//! Directory-structure comparison against the reference language.
//!
//! Only surplus directories are reported: a directory present in a language
//! but absent from the reference. Directories the language lacks are not
//! flagged here, and file lists are not compared.

use crate::languages::LanguageSet;
use crate::models::{CheckOutcome, Warning};
use crate::tree::folder_tree;
use std::path::Path;

/// Compare every non-reference language folder under `base` with `reference`.
///
/// An absent language folder yields one warning and no issue. For a present
/// one, each directory missing from the reference tree records an issue;
/// directories are visited in sorted path order, so the last extra path wins.
pub fn compare_structure(base: &Path, reference: &str, allowed: &LanguageSet) -> CheckOutcome {
    let reference_tree = folder_tree(&base.join(reference));

    let mut outcome = CheckOutcome::default();
    for lang in allowed.others(reference) {
        let lang_path = base.join(lang);
        if !lang_path.exists() {
            outcome.warnings.push(Warning::MissingLanguage {
                language: lang.to_string(),
            });
            continue;
        }
        let lang_tree = folder_tree(&lang_path);
        for dir in lang_tree.keys() {
            if !reference_tree.contains_key(dir) {
                outcome.issues.record(lang, format!("Extra folder: {}", dir));
            }
        }
    }
    outcome
}

#[cfg(test)]
mod tests {
    use super::*;
    use std::fs;
    use tempfile::tempdir;

    fn langs(codes: &[&str]) -> LanguageSet {
        LanguageSet::from_codes(codes.iter().copied()).unwrap()
    }

    #[test]
    fn test_missing_language_warns_without_issue() {
        let dir = tempdir().unwrap();
        fs::create_dir_all(dir.path().join("en/ui")).unwrap();

        let out = compare_structure(dir.path(), "en", &langs(&["en", "fr"]));
        assert!(out.issues.is_empty());
        assert_eq!(
            out.warnings,
            vec![Warning::MissingLanguage {
                language: "fr".into()
            }]
        );
    }

    #[test]
    fn test_extra_folders_keep_only_the_last_one() {
        let dir = tempdir().unwrap();
        let root = dir.path();
        fs::create_dir_all(root.join("en/ui")).unwrap();
        fs::create_dir_all(root.join("fr/ui")).unwrap();
        fs::create_dir_all(root.join("fr/alpha")).unwrap();
        fs::create_dir_all(root.join("fr/zeta/inner")).unwrap();

        let out = compare_structure(root, "en", &langs(&["en", "fr"]));
        assert_eq!(out.issues.len(), 1);
        assert_eq!(out.issues.get("fr"), Some("Extra folder: zeta/inner"));
        assert_eq!(out.warning_count(), 0);
    }

    #[test]
    fn test_missing_directories_and_files_are_not_flagged() {
        let dir = tempdir().unwrap();
        let root = dir.path();
        fs::create_dir_all(root.join("en/ui/menus")).unwrap();
        fs::write(root.join("en/ui/menus/main.json"), "{}").unwrap();
        fs::create_dir_all(root.join("fr/ui")).unwrap();
        fs::write(root.join("fr/ui/stray.txt"), "").unwrap();

        let out = compare_structure(root, "en", &langs(&["en", "fr"]));
        assert!(!out.has_issues());
    }

    #[test]
    fn test_hidden_directories_in_language_are_ignored() {
        let dir = tempdir().unwrap();
        let root = dir.path();
        fs::create_dir_all(root.join("en")).unwrap();
        fs::create_dir_all(root.join("fr/.backup/old")).unwrap();

        let out = compare_structure(root, "en", &langs(&["en", "fr"]));
        assert!(out.issues.is_empty());
    }

    #[test]
    fn test_absent_reference_flags_every_directory() {
        let dir = tempdir().unwrap();
        let root = dir.path();
        fs::create_dir_all(root.join("fr")).unwrap();
        fs::create_dir_all(root.join("de/strings")).unwrap();

        let out = compare_structure(root, "en", &langs(&["en", "fr", "de"]));
        assert_eq!(out.issues.get("fr"), Some("Extra folder: ."));
        assert_eq!(out.issues.get("de"), Some("Extra folder: strings"));
    }
}
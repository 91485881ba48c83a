//! Configuration discovery and effective settings resolution.
//!
//! Langcheck reads `langcheck.toml|yaml|yml` from the base directory and
//! merges it with CLI flags to produce an `Effective` config.
//! Defaults:
//! - `reference`: `en`
//! - `languages`: the built-in allowed list
//! - `output`: `human`
//!
//! Overrides precedence: CLI > config file > defaults.

use crate::error::{Error, Result};
use crate::languages::{LanguageSet, DEFAULT_REFERENCE};
use serde::Deserialize;
use std::fs;
use std::path::{Path, PathBuf};
use std::str::FromStr;

/// Config file names probed in order.
pub const CONFIG_FILES: &[&str] = &["langcheck.toml", "langcheck.yaml", "langcheck.yml"];

#[derive(Debug, Default, Deserialize, Clone)]
#[serde(deny_unknown_fields)]
/// Root configuration loaded from `langcheck.toml|yaml`.
pub struct LangcheckConfig {
    pub reference: Option<String>,
    pub languages: Option<Vec<String>>,
    pub output: Option<String>,
}

#[derive(Debug, Clone, Copy, PartialEq, Eq, Default)]
pub enum OutputMode {
    #[default]
    Human,
    Json,
}

impl FromStr for OutputMode {
    type Err = Error;

    fn from_str(s: &str) -> Result<Self> {
        match s.trim().to_ascii_lowercase().as_str() {
            "human" => Ok(OutputMode::Human),
            "json" => Ok(OutputMode::Json),
            _ => Err(Error::OutputMode(s.to_string())),
        }
    }
}

#[derive(Debug, Clone)]
/// Fully-resolved configuration used by commands after applying precedence.
pub struct Effective {
    pub base_dir: PathBuf,
    pub reference: String,
    pub languages: LanguageSet,
    pub output: OutputMode,
    /// Config file that contributed settings, if any.
    pub config_path: Option<PathBuf>,
}

/// CLI-side overrides; `None` falls through to the config file.
#[derive(Debug, Default, Clone)]
pub struct Overrides<'a> {
    pub base_dir: Option<&'a str>,
    pub reference: Option<&'a str>,
    pub languages: Option<&'a [String]>,
    pub output: Option<&'a str>,
}

/// First existing config file in `root`.
pub fn find_config(root: &Path) -> Option<PathBuf> {
    CONFIG_FILES
        .iter()
        .map(|name| root.join(name))
        .find(|p| p.is_file())
}

/// Load `LangcheckConfig` from `root` if a config file is present.
///
/// A present but unreadable or malformed file is an error, never a silent
/// fallback to defaults.
pub fn load_config(root: &Path) -> Result<Option<(PathBuf, LangcheckConfig)>> {
    let Some(path) = find_config(root) else {
        return Ok(None);
    };
    let s = fs::read_to_string(&path).map_err(|source| Error::ConfigRead {
        path: path.clone(),
        source,
    })?;
    let is_toml = path.extension().is_some_and(|e| e == "toml");
    let parsed = if is_toml {
        toml::from_str::<LangcheckConfig>(&s).map_err(|e| e.to_string())
    } else {
        serde_yaml::from_str::<LangcheckConfig>(&s).map_err(|e| e.to_string())
    };
    let cfg = parsed.map_err(|message| Error::ConfigParse {
        path: path.clone(),
        message,
    })?;
    Ok(Some((path, cfg)))
}

/// Resolve `Effective` by merging CLI flags, discovered config, and defaults.
pub fn resolve_effective(cli: &Overrides<'_>) -> Result<Effective> {
    let base_dir = PathBuf::from(cli.base_dir.unwrap_or("."));
    let (config_path, cfg) = match load_config(&base_dir)? {
        Some((path, cfg)) => (Some(path), cfg),
        None => (None, LangcheckConfig::default()),
    };

    let languages = match cli.languages {
        Some(codes) => LanguageSet::from_codes(codes)?,
        None => match cfg.languages.as_ref() {
            Some(codes) => LanguageSet::from_codes(codes)?,
            None => LanguageSet::builtin(),
        },
    };

    let reference = cli
        .reference
        .map(|s| s.to_string())
        .or(cfg.reference)
        .unwrap_or_else(|| DEFAULT_REFERENCE.to_string());
    if !languages.contains(&reference) {
        return Err(Error::UnknownReference(reference));
    }

    let output = match cli.output.map(|s| s.to_string()).or(cfg.output) {
        Some(s) => s.parse()?,
        None => OutputMode::default(),
    };

    Ok(Effective {
        base_dir,
        reference,
        languages,
        output,
        config_path,
    })
}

○ ○ ○ ○

Once you have counted the lines of the data that contain the word "match", please reply with that number alone.

◆ **YOUR RESPONSE**
5